[Stored data]
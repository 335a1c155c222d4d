//! # pay-api
//!
//! HTTP API layer for alipay-checkout-rs.
//!
//! This crate provides:
//! - Axum-based HTTP server
//! - Payment entry points for the QR code and mobile flows
//! - Gateway notification and return handlers
//!
//! ## Endpoints
//!
//! | Method | Path | Description |
//! |--------|------|-------------|
//! | GET | `/` | Start a payment with the configured flow |
//! | GET | `/pay/precreate` | Desktop QR code payment |
//! | GET | `/pay/wap` | Mobile browser payment |
//! | POST | `/notify` | Async gateway notification |
//! | GET | `/callback` | Browser return page |
//! | GET | `/health` | Health check |

pub mod handlers;
pub mod receipt;
pub mod routes;
pub mod state;

pub use receipt::ReceiptStore;
pub use routes::create_router;
pub use state::{AppConfig, AppState};
//! # Parameter Sets
//!
//! Flat string-keyed parameter maps used for gateway requests and callbacks.

use serde::{Deserialize, Serialize};
use std::collections::BTreeMap;

/// A set of gateway parameters.
///
/// Keys are unique. Iteration order is byte-wise lexicographic by key,
/// regardless of insertion order.
#[derive(Debug, Clone, Default, PartialEq, Eq, Serialize, Deserialize)]
#[serde(transparent)]
pub struct ParameterSet {
    entries: BTreeMap<String, String>,
}

impl ParameterSet {
    /// Create an empty parameter set
    pub fn new() -> Self {
        Self::default()
    }

    /// Insert a parameter, replacing any previous value
    pub fn insert(&mut self, key: impl Into<String>, value: impl Into<String>) {
        self.entries.insert(key.into(), value.into());
    }

    /// Builder: insert a parameter
    pub fn with(mut self, key: impl Into<String>, value: impl Into<String>) -> Self {
        self.insert(key, value);
        self
    }

    pub fn get(&self, key: &str) -> Option<&str> {
        self.entries.get(key).map(|v| v.as_str())
    }

    pub fn remove(&mut self, key: &str) -> Option<String> {
        self.entries.remove(key)
    }

    pub fn contains_key(&self, key: &str) -> bool {
        self.entries.contains_key(key)
    }

    /// Iterate in key order
    pub fn iter(&self) -> impl Iterator<Item = (&str, &str)> {
        self.entries.iter().map(|(k, v)| (k.as_str(), v.as_str()))
    }

    pub fn len(&self) -> usize {
        self.entries.len()
    }

    pub fn is_empty(&self) -> bool {
        self.entries.is_empty()
    }

    /// Encode as `application/x-www-form-urlencoded`, keys sorted.
    pub fn to_form_encoded(&self) -> String {
        url::form_urlencoded::Serializer::new(String::new())
            .extend_pairs(self.iter())
            .finish()
    }
}

impl<K: Into<String>, V: Into<String>> FromIterator<(K, V)> for ParameterSet {
    fn from_iter<I: IntoIterator<Item = (K, V)>>(iter: I) -> Self {
        Self {
            entries: iter
                .into_iter()
                .map(|(k, v)| (k.into(), v.into()))
                .collect(),
        }
    }
}

impl From<std::collections::HashMap<String, String>> for ParameterSet {
    fn from(map: std::collections::HashMap<String, String>) -> Self {
        map.into_iter().collect()
    }
}
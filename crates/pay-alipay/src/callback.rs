//! # Callback Verification
//!
//! Verifies async notifications and sync return callbacks from the gateway,
//! and dispatches accepted notifications to a `NotificationHandler`.
//!
//! The gateway redelivers a notification (up to 8 times over ~25 hours)
//! until it receives the literal body `success`. Handlers must therefore be
//! idempotent per `out_trade_no`.

use crate::sign::{self, SIGN_FIELD, SIGN_TYPE_FIELD};
use crate::config::SignType;
use pay_core::{ParameterSet, PaymentError, PaymentResult, TradeNotification, TradeStatus};
use rsa::pkcs1v15::VerifyingKey;
use sha2::Sha256;
use tracing::{debug, info, warn};

/// Body acknowledging a notification. Anything else triggers redelivery.
pub const NOTIFY_ACK: &str = "success";

/// Body returned for a rejected notification
pub const NOTIFY_REJECT: &str = "fail";

/// Verifies callback parameter sets against the gateway public key
#[derive(Clone)]
pub struct CallbackVerifier {
    verifying_key: VerifyingKey<Sha256>,
}

impl CallbackVerifier {
    pub fn new(verifying_key: VerifyingKey<Sha256>) -> Self {
        Self { verifying_key }
    }

    /// Accept (`Ok`) or reject (`Err(SignatureInvalid)`) a callback.
    ///
    /// A rejected callback must not change any order state.
    pub fn verify(&self, params: &ParameterSet) -> PaymentResult<TradeNotification> {
        let signature = params
            .get(SIGN_FIELD)
            .filter(|s| !s.is_empty())
            .ok_or_else(|| PaymentError::SignatureInvalid("missing sign".to_string()))?;

        if let Some(sign_type) = params.get(SIGN_TYPE_FIELD) {
            if !sign_type.is_empty() && sign_type != SignType::Rsa2.as_str() {
                return Err(PaymentError::SignatureInvalid(format!(
                    "unsupported sign_type: {}",
                    sign_type
                )));
            }
        }

        sign::verify(params, signature, &self.verifying_key)?;

        let notification = TradeNotification::from_params(params.clone());
        debug!(
            "Verified callback: out_trade_no={:?}, status={:?}",
            notification.out_trade_no, notification.trade_status
        );
        Ok(notification)
    }
}

/// Notification handler trait
///
/// Implement this trait to fulfil orders. Only verified notifications reach
/// it.
#[allow(unused_variables)]
pub trait NotificationHandler: Send + Sync {
    /// Called when the buyer has paid (refunds still possible)
    fn on_trade_success(&self, notification: &TradeNotification) -> PaymentResult<()> {
        info!(
            "Trade success: order={:?}, trade={:?}, amount={:?}",
            notification.out_trade_no, notification.trade_no, notification.total_amount
        );
        Ok(())
    }

    /// Called when a paid trade is finished (no more refunds)
    fn on_trade_finished(&self, notification: &TradeNotification) -> PaymentResult<()> {
        info!("Trade finished: order={:?}", notification.out_trade_no);
        Ok(())
    }

    /// Called when a trade was created but not yet paid
    fn on_wait_buyer_pay(&self, notification: &TradeNotification) -> PaymentResult<()> {
        debug!("Waiting for buyer: order={:?}", notification.out_trade_no);
        Ok(())
    }

    /// Called when a trade is closed unpaid or fully refunded
    fn on_trade_closed(&self, notification: &TradeNotification) -> PaymentResult<()> {
        warn!("Trade closed: order={:?}", notification.out_trade_no);
        Ok(())
    }

    /// Called for notifications without a known status
    fn on_unknown(&self, notification: &TradeNotification) -> PaymentResult<()> {
        debug!("Unhandled notification: {:?}", notification.trade_status);
        Ok(())
    }
}

/// Default handler (just logs notifications)
pub struct LoggingNotificationHandler;

impl NotificationHandler for LoggingNotificationHandler {}

/// Dispatch a verified notification to the matching handler method
pub fn dispatch_notification(
    handler: &dyn NotificationHandler,
    notification: &TradeNotification,
) -> PaymentResult<()> {
    match &notification.trade_status {
        Some(TradeStatus::TradeSuccess) => handler.on_trade_success(notification),
        Some(TradeStatus::TradeFinished) => handler.on_trade_finished(notification),
        Some(TradeStatus::WaitBuyerPay) => handler.on_wait_buyer_pay(notification),
        Some(TradeStatus::TradeClosed) => handler.on_trade_closed(notification),
        Some(TradeStatus::Unknown(_)) | None => handler.on_unknown(notification),
    }
}
use std::path::PathBuf;

pub const STDLIB_ENV: &str = "N1_STDLIB";
pub const BUILTINS: &str = "builtins.asmn1";

#[derive(Debug, Clone, PartialEq, Eq)]
pub struct Config {
    /// Standard library directory, searched last when resolving includes.
    pub stdlib: PathBuf,
    /// Suffixes tried after the literal path, in order.
    pub extensions: Vec<String>,
}

impl Default for Config {
    fn default() -> Self {
        Self {
            stdlib: default_stdlib(),
            extensions: vec![".asm".to_owned(), ".asmn1".to_owned()],
        }
    }
}

impl Config {
    pub fn with_stdlib(stdlib: impl Into<PathBuf>) -> Self {
        Self {
            stdlib: stdlib.into(),
            ..Self::default()
        }
    }

    pub fn builtins(&self) -> PathBuf {
        self.stdlib.join(BUILTINS)
    }
}

fn default_stdlib() -> PathBuf {
    if let Some(dir) = std::env::var_os(STDLIB_ENV) {
        return PathBuf::from(dir);
    }
    let beside_exe = std::env::current_exe()
        .ok()
        .and_then(|exe| exe.parent().map(|dir| dir.join("stdlib")))
        .filter(|dir| dir.is_dir());
    beside_exe.unwrap_or_else(|| PathBuf::from("stdlib"))
}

* **Work required**:
In the entries above, find each line that includes the string "PartialEq" and copy it.

* **Answer section**:
#[derive(Debug, Clone, Default, PartialEq, Eq, Serialize, Deserialize)]
#[derive(Debug, Clone, PartialEq, Eq)]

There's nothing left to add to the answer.